The term “foreign agent” ("inoagent" in Russian short form) was painted in blood red over the weekend on the door of a Moscow apartment that belongs to Marat Guelman, a contemporary art impresario who, on 30 December, was placed on a list of “foreign agents,” a designation accompanied by numerous regulations and restrictions that is meted out by Russia’s justice ministry. The apartment was being used by Guelman’s mother, but he had just arrived in Moscow for a visit.
Commentators suggested he monetize his new status and sell the door as an art object.
The initial 2012 foreign agents law signed by President Vladimir Putin focused on NGOs that allegedly undertook foreign-funded political activity. In 2020 it was expanded to individuals. Miniscule sums or even money transferred from a foreign account are often used as a pretext. Russian officials say the law is similar to the Foreign Agent Registration Act in the US.
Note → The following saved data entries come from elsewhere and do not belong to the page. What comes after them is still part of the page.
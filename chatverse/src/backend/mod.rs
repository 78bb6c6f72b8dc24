//! Backend abstraction for `ChatVerse`.
//!
//! Defines the [`Backend`] trait the sync engine speaks through.
//! The only concrete implementation here is
//! [`local::LocalBackend`] — an in-process reference backend used by
//! tests and the demo. A networked backend would implement the same
//! trait at this seam.

pub mod local;

/// Errors that can occur talking to the backend.
#[derive(Debug, thiserror::Error)]
pub enum BackendError {
    /// The link to the backend is down.
    #[error("backend disconnected")]
    Disconnected,

    /// The backend refused to accept the frame.
    #[error("backend rejected frame: {0}")]
    Rejected(String),
}

/// Async link between the sync engine and a chat backend.
///
/// `send` hands off a client intent; delivery does not imply acceptance,
/// which arrives asynchronously as a [`ServerFrame`] via `recv`. A
/// single session receives one ordered stream of frames; per-room order
/// on that stream is authoritative.
///
/// [`ServerFrame`]: chatverse_proto::frame::ServerFrame
pub trait Backend: Send + Sync {
    /// Deliver a client frame to the backend.
    fn send(
        &self,
        frame: chatverse_proto::frame::ClientFrame,
    ) -> impl std::future::Future<Output = Result<(), BackendError>> + Send;

    /// Receive the next server frame for this session.
    ///
    /// Blocks asynchronously until a frame arrives.
    fn recv(
        &self,
    ) -> impl std::future::Future<Output = Result<chatverse_proto::frame::ServerFrame, BackendError>> + Send;

    /// Whether the session link is currently up.
    fn is_connected(&self) -> bool;

    /// Re-establish the session link after a disconnect.
    fn reconnect(&self) -> impl std::future::Future<Output = Result<(), BackendError>> + Send;
}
Guelman moved to Montenegro in 2014 due to the challenges of working in Russia following the annexation of Crimea and the conflict with Ukraine. A pioneer of the Moscow art gallery scene, he has previously been targeted by nationalists in the Russian capital. He was also squeezed out of Perm, a military-industrial city in the Urals where he had founded a contemporary art museum in 2009 under a liberal governor who has since also left Russia. At the same time, Guelman has been criticised by liberals in the past for working as a political strategist on controversial election campaigns in Russia and Ukraine. More recently, he has been vocal in his support for Aleksei Navalny, the jailed opposition leader.
Since 2019 Guelman has been venturing back into Russia with exhibitions on the protest artists Pussy Riot, Pyotr Pavlensky and the Voina group at the private Art4 Museum and made a major donation from his personal contemporary art collection to the State Tretyakov Gallery. He has also been working on projects with Ukrainian art, with which he has been associated going back to the late Soviet era. The Kremlin has been threatened with stiff new US sanctions should it invade Ukraine following a major troop buildup along the border.
Violating foreign agent rules results in large fines, so Guelman has been marking all of his Facebook posts and comments with a required introduction describing his text as that of a foreign agent. He also had to publish a lengthy financial report form that must be submitted to the justice ministry. In his case, since it was only for December 2021, he left most of it blank.
Journalists and LGBTQ and voting rights activists were among the first to be singled out as individual foreign agents, but Guelman predicted that cultural figures would also be swept up by the law.
In an interview on Sunday with RTVI, Guelman said that since “the majority of the opposition is either in prison or in hiding, and the media too has been dispersed,” as he had warned, attackers “will look for some new enemies to prove that they are indispensable” and that they would “start going after education and culture.”
Other cultural figures recently added to the foreign agents list include Pussy Riot’s Nadya Tolokonnikova and Veronika Nikulshina, as well as Viktor Shenderovich, a political satirist and unrelenting Kremlin critic. Shenderovich announced last week that he had left Russia to avoid prosecution. He has been targeted for criminal prosecution by Yevgeny Prigozhin, a businessman allegedly linked to pro-Kremlin trolls and a private army.
In December 2020, St Petersburg feminist artist and activist Darya Apakhonchich was among the first individuals in Russia to be labelled a foreign agent.